+++ ENTRIES SHOWN
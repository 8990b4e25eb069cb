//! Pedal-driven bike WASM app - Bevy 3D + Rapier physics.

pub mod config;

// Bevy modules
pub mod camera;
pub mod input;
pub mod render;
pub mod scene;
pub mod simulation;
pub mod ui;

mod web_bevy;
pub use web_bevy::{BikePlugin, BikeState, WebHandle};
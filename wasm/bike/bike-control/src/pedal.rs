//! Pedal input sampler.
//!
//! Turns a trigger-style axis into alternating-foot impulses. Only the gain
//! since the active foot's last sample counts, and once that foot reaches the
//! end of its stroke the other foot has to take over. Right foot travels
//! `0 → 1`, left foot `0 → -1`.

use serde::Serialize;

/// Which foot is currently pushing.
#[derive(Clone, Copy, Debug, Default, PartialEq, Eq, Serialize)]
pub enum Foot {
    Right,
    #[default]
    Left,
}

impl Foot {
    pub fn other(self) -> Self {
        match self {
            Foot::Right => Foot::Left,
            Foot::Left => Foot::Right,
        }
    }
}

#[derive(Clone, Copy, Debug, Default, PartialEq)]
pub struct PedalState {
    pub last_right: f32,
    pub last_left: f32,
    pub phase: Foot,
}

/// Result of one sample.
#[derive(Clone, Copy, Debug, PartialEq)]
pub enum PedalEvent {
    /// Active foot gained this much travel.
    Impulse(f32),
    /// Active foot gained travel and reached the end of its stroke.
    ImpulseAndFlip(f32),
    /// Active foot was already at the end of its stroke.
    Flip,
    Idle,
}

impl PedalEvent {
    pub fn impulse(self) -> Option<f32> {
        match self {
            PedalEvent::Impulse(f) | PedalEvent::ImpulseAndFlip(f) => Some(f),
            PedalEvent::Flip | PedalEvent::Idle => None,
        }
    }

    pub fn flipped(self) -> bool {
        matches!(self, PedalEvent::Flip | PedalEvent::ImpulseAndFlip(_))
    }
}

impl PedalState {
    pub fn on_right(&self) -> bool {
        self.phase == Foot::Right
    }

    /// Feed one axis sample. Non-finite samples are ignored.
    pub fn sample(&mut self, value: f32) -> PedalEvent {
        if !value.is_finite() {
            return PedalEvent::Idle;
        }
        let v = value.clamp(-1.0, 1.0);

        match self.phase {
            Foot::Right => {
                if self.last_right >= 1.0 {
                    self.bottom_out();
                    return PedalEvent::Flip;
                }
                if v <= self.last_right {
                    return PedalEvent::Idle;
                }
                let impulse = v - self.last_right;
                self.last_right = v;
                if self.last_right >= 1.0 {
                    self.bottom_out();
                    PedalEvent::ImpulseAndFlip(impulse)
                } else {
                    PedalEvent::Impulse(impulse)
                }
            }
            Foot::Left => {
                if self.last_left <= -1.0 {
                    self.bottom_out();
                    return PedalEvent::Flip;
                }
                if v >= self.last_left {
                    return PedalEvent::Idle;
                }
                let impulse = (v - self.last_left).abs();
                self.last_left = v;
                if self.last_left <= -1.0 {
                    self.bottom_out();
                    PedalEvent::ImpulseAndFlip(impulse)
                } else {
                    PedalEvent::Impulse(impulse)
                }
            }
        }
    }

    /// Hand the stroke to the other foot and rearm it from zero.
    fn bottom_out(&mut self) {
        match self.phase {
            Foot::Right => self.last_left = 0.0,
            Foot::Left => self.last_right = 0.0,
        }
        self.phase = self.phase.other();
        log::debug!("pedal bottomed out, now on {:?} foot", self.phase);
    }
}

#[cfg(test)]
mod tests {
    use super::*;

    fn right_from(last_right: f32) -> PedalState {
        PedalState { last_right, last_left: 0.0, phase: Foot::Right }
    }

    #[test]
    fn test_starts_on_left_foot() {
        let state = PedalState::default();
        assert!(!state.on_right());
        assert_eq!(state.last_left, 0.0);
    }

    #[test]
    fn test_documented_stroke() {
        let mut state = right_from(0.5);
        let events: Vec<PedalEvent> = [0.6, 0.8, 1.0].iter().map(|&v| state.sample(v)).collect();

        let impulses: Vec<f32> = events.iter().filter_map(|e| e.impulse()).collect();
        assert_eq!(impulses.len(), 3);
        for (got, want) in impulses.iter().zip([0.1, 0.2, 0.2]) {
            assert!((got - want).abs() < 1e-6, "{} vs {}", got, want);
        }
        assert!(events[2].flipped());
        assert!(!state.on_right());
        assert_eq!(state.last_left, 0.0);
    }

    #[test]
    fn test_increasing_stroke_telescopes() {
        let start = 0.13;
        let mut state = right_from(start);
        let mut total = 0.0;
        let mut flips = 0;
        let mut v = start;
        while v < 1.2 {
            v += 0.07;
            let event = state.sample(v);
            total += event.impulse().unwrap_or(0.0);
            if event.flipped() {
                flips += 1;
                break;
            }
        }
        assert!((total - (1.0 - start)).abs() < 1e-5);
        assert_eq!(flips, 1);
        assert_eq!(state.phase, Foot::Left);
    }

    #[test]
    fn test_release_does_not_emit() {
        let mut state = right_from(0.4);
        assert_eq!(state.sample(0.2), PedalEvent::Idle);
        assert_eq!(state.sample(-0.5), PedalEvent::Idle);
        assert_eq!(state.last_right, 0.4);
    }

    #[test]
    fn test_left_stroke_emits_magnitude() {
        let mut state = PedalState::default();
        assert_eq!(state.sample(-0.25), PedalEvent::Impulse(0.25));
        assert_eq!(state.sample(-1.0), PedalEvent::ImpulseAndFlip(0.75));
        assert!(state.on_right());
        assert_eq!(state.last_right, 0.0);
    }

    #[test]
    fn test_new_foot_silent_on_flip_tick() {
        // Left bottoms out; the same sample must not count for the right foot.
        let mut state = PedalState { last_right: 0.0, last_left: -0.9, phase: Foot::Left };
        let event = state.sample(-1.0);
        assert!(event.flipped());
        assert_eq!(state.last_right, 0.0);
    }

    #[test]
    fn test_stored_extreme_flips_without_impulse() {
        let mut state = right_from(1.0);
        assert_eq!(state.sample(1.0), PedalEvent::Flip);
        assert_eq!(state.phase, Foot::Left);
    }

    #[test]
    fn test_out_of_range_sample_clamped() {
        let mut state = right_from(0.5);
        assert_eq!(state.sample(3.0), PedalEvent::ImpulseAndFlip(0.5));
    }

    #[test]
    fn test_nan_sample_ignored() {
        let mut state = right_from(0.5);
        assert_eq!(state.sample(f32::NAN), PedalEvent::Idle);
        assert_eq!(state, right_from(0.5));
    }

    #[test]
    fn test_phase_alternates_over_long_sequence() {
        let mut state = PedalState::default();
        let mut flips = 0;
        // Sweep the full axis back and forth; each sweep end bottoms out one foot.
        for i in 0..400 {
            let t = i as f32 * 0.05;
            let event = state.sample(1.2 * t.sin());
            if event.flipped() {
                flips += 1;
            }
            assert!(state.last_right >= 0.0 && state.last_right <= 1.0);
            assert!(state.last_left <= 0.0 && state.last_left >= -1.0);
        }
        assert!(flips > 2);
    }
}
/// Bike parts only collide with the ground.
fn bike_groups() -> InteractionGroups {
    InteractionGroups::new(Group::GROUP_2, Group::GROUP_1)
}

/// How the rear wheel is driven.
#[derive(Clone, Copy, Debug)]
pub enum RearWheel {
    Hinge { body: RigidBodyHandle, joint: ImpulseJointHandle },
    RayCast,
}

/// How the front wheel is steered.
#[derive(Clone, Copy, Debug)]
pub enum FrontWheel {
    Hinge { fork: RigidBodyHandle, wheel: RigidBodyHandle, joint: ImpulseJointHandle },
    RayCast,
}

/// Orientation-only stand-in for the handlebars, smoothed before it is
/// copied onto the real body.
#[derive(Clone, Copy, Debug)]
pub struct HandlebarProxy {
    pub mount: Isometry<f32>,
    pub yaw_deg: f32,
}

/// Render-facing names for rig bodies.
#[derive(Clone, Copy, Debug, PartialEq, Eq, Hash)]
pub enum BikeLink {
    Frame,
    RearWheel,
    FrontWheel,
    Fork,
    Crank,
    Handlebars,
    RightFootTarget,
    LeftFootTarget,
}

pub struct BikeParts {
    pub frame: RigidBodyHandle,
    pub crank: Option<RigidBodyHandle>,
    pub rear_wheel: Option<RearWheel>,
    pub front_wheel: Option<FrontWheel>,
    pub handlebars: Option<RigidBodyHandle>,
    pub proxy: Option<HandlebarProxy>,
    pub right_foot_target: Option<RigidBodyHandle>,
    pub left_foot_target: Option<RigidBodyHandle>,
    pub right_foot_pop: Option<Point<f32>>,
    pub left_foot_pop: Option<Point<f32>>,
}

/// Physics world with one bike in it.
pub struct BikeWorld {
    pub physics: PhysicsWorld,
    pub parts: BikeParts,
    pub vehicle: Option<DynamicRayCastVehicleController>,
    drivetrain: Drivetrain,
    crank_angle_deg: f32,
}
++++++
+++ ENTRIES SHOWN
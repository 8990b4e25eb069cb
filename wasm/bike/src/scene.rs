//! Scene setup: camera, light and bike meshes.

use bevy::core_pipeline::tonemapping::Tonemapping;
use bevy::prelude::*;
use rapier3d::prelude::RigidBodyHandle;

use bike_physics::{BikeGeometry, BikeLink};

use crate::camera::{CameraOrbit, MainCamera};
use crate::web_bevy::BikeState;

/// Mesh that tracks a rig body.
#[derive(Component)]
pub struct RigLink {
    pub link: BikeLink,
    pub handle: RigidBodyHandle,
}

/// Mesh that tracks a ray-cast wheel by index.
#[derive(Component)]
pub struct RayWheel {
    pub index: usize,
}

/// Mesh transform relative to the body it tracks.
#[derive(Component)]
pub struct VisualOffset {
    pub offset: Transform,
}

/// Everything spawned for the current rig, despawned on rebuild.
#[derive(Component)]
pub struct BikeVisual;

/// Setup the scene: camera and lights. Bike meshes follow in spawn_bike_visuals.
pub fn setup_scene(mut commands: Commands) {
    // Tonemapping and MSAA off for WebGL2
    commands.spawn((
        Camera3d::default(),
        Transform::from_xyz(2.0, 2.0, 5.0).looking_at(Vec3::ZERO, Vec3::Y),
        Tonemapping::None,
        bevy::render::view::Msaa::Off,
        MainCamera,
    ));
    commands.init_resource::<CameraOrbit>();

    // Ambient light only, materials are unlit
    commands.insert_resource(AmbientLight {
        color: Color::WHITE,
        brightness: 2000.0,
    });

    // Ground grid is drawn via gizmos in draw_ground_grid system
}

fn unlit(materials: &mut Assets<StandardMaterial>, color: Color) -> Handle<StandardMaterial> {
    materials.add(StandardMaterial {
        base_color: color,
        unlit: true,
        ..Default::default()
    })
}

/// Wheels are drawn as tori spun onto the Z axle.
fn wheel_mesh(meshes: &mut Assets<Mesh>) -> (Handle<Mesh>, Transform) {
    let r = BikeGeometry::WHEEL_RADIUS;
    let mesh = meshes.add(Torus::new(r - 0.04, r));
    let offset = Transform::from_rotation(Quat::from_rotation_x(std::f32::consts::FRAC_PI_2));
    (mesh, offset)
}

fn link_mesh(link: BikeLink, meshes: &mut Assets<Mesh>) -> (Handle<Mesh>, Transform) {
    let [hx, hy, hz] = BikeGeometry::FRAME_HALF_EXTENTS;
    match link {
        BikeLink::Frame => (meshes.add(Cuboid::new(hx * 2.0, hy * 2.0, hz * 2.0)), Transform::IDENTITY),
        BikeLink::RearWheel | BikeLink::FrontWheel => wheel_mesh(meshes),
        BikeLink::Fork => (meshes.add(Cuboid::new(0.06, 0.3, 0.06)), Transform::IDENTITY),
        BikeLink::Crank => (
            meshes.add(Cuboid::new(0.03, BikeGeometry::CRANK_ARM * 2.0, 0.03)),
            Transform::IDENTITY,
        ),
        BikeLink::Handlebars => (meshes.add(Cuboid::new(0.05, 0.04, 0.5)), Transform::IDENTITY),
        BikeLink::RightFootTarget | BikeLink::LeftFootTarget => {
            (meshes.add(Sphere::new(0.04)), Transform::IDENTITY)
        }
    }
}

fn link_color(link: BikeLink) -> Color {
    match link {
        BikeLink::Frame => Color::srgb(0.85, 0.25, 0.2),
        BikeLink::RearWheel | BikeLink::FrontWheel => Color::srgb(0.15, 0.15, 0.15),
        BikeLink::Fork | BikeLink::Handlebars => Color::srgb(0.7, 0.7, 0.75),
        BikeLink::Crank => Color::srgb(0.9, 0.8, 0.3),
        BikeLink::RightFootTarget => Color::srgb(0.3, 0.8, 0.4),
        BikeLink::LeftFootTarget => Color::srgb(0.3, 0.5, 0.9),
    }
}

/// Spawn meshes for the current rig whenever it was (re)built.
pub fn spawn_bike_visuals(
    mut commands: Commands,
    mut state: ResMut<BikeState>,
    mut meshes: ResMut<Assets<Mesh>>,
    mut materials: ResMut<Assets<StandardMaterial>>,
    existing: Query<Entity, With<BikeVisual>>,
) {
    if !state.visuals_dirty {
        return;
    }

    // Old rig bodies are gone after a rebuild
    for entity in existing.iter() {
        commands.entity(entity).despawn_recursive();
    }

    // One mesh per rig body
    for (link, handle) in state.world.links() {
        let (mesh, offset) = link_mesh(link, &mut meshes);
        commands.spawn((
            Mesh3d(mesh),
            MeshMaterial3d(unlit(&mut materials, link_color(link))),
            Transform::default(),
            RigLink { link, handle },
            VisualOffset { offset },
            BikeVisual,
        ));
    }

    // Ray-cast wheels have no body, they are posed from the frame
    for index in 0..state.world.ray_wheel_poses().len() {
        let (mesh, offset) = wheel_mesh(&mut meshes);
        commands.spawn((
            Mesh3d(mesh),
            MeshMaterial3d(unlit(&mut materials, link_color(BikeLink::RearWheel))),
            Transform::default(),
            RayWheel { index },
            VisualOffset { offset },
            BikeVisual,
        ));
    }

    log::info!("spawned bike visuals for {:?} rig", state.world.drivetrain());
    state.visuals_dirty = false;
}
++++++
▸ **YOUR TASK**:
Lines holding "CameraOrbit": please count them in the data above and reply with the number alone.

▸ **SOLUTION FOR THIS PROBLEM**:
2